The boost in offshore funding could mark an early sign that the banks’ four-year long $400 billion deposit war is over, tipping the balance of pricing power in the local economy further away from savers and towards borrowers. With increasingly cheaper funding available in the international capital markets, banks are offering less generous interest rates to savers as the urgency of chasing deposits subsides. Borrowers, meanwhile, are expected to reap the benefits of cheaper wholesale funding costs as competition to write new loans forces banks to pass on savings. Australia’s banks borrow money from the wholesale capital markets to fill a “funding gap”, the difference between the new loans and deposits that finance the loans.
The funding gap is estimated to be $600 billion. In a speech on Friday, Westpac deputy chief executive Phil Coffey cited research from PwC which estimated the gap could grow to $1.325 trillion if there was a pick-up in credit growth.

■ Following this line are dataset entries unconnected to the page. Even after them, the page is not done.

//! JSON-fixture data sources for offline analysis
//!
//! A fixture file bundles everything the analyzers would otherwise fetch
//! over the network: priced positions, NFT collections, per-standard
//! transfer logs, native balances, and a price table. One store implements
//! all three source traits, so the whole pipeline runs against a single
//! file. Address and contract keys are matched case-insensitively.

use std::collections::HashMap;
use std::path::Path;
use std::sync::Arc;

use async_trait::async_trait;
use serde::{Deserialize, Serialize};
use tracing::info;

use crate::error::{Error, Result};
use crate::model::{TokenStandard, TransferRecord};
use crate::source::{
    NftCollection, PositionSource, PriceSource, PricedPosition, TransferSource,
};

/// Per-address transfer logs split by token standard
#[derive(Debug, Clone, Default, Serialize, Deserialize)]
pub struct TransferBook {
    #[serde(default)]
    pub native: Vec<TransferRecord>,
    #[serde(default)]
    pub erc20: Vec<TransferRecord>,
    #[serde(default)]
    pub erc721: Vec<TransferRecord>,
    #[serde(default)]
    pub erc1155: Vec<TransferRecord>,
}

impl TransferBook {
    fn for_standard(&self, standard: TokenStandard) -> &[TransferRecord] {
        match standard {
            TokenStandard::Native => &self.native,
            TokenStandard::Erc20 => &self.erc20,
            TokenStandard::Erc721 => &self.erc721,
            TokenStandard::Erc1155 => &self.erc1155,
        }
    }
}

/// Deserialized fixture file backing all three source traits
#[derive(Debug, Clone, Default, Serialize, Deserialize)]
pub struct FixtureStore {
    /// Priced positions per address; an address missing here means the
    /// authoritative source has no data for it
    #[serde(default)]
    pub positions: HashMap<String, Vec<PricedPosition>>,
    #[serde(default)]
    pub nft_collections: HashMap<String, Vec<NftCollection>>,
    #[serde(default)]
    pub transfers: HashMap<String, TransferBook>,
    #[serde(default)]
    pub native_balances: HashMap<String, f64>,
    /// USD price per token contract, keyed lowercase
    #[serde(default)]
    pub prices: HashMap<String, f64>,
    #[serde(default)]
    pub native_price_usd: f64,
}

impl FixtureStore {
    /// Load and parse a fixture file
    pub fn load<P: AsRef<Path>>(path: P) -> Result<Arc<Self>> {
        let path = path.as_ref();
        let raw = std::fs::read_to_string(path)?;
        let store: FixtureStore = serde_json::from_str(&raw)?;

        info!(
            path = %path.display(),
            addresses = store.transfers.len(),
            priced_contracts = store.prices.len(),
            "Loaded fixture store"
        );

        Ok(Arc::new(store))
    }

    fn lookup<'a, T>(map: &'a HashMap<String, T>, address: &str) -> Option<&'a T> {
        map.iter()
            .find(|(key, _)| key.eq_ignore_ascii_case(address))
            .map(|(_, value)| value)
    }
}

#[async_trait]
impl PositionSource for FixtureStore {
    async fn fetch_positions(&self, address: &str) -> Result<Vec<PricedPosition>> {
        Self::lookup(&self.positions, address)
            .cloned()
            .ok_or_else(|| Error::PositionSource(format!("no positions for {address}")))
    }

    async fn fetch_nft_collections(&self, address: &str) -> Result<Vec<NftCollection>> {
        Ok(Self::lookup(&self.nft_collections, address)
            .cloned()
            .unwrap_or_default())
    }
}

#[async_trait]
impl TransferSource for FixtureStore {
    async fn fetch_transfers(
        &self,
        address: &str,
        standard: TokenStandard,
    ) -> Result<Vec<TransferRecord>> {
        Ok(Self::lookup(&self.transfers, address)
            .map(|book| book.for_standard(standard).to_vec())
            .unwrap_or_default())
    }

    async fn fetch_native_balance(&self, address: &str) -> Result<f64> {
        Ok(Self::lookup(&self.native_balances, address)
            .copied()
            .unwrap_or(0.0))
    }
}

#[async_trait]
impl PriceSource for FixtureStore {
    async fn fetch_prices(&self, contracts: &[String]) -> Result<HashMap<String, f64>> {
        let mut out = HashMap::new();
        for contract in contracts {
            let key = contract.to_lowercase();
            if let Some(price) = self.prices.get(&key) {
                out.insert(contract.clone(), *price);
            }
        }
        Ok(out)
    }

    async fn native_price(&self) -> Result<f64> {
        Ok(self.native_price_usd)
    }
}

#[cfg(test)]
mod tests {
    use super::*;

    fn store_from_json(raw: &str) -> FixtureStore {
        serde_json::from_str(raw).unwrap()
    }

    #[test]
    fn test_empty_fixture_parses() {
        let store = store_from_json("{}");
        assert!(store.positions.is_empty());
        assert_eq!(store.native_price_usd, 0.0);
    }

    #[tokio::test]
    async fn test_missing_positions_is_a_source_error() {
        let store = store_from_json("{}");
        let err = store.fetch_positions("0xabc").await.unwrap_err();
        assert!(err.is_recoverable());
    }

    #[tokio::test]
    async fn test_address_lookup_is_case_insensitive() {
        let raw = r#"{
            "transfers": {
                "0xABC": {
                    "erc20": [{
                        "contractAddress": "0xaaa",
                        "from": "0x1",
                        "to": "0xABC",
                        "value": "100",
                        "timeStamp": 1700000000,
                        "hash": "0xh1"
                    }]
                }
            },
            "native_balances": {"0xABC": 2.5}
        }"#;
        let store = store_from_json(raw);

        let records = store
            .fetch_transfers("0xabc", TokenStandard::Erc20)
            .await
            .unwrap();
        assert_eq!(records.len(), 1);
        assert_eq!(records[0].value, "100");

        let balance = store.fetch_native_balance("0xabc").await.unwrap();
        assert!((balance - 2.5).abs() < 1e-9);
    }

    #[tokio::test]
    async fn test_price_lookup_lowercases_contracts() {
        let raw = r#"{"prices": {"0xaaa": 1.5}, "native_price_usd": 2500.0}"#;
        let store = store_from_json(raw);

        let prices = store.fetch_prices(&["0xAAA".to_string()]).await.unwrap();
        assert_eq!(prices.get("0xAAA"), Some(&1.5));
        assert_eq!(store.native_price().await.unwrap(), 2500.0);
    }
}
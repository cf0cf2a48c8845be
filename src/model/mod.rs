//! Core data model: transfer records, holdings, and the portfolio snapshot

pub mod holdings;
pub mod snapshot;
pub mod transfer;

pub use holdings::{NFTHolding, TokenHolding};
pub use snapshot::{
    AssetClass, PortfolioComposition, PortfolioSnapshot, PositionPartition, TopAsset,
    DUST_THRESHOLD_USD,
};
pub use transfer::{validate_address, ChainId, TokenStandard, TransferRecord};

Here is the latest chart from the RBA showing the rising borrowing, it’s quarterly and likely lagging:
Notice how the article is focused entirely upon the “funding gap” as a tactical challenge in which the banks are innocent players. In reality there is no “funding gap”. Rather, our financial system is addicted to unproductive mortgage-lending and that crowds out the kind of business lending that would generate income growth and local savings. The “funding gap” is created by the banks not serviced by them.
For a long time I have expected slowly rising credit growth to manifest in a tightening of local deposit markets. Instead, the global chase for yield – a complete rerun of the pre-GFC period – is bringing in yield spreads and enabling the banks to ramp up external borrowing. This is another black mark for APRA, which has done a good job until now of preventing this kind of breakout.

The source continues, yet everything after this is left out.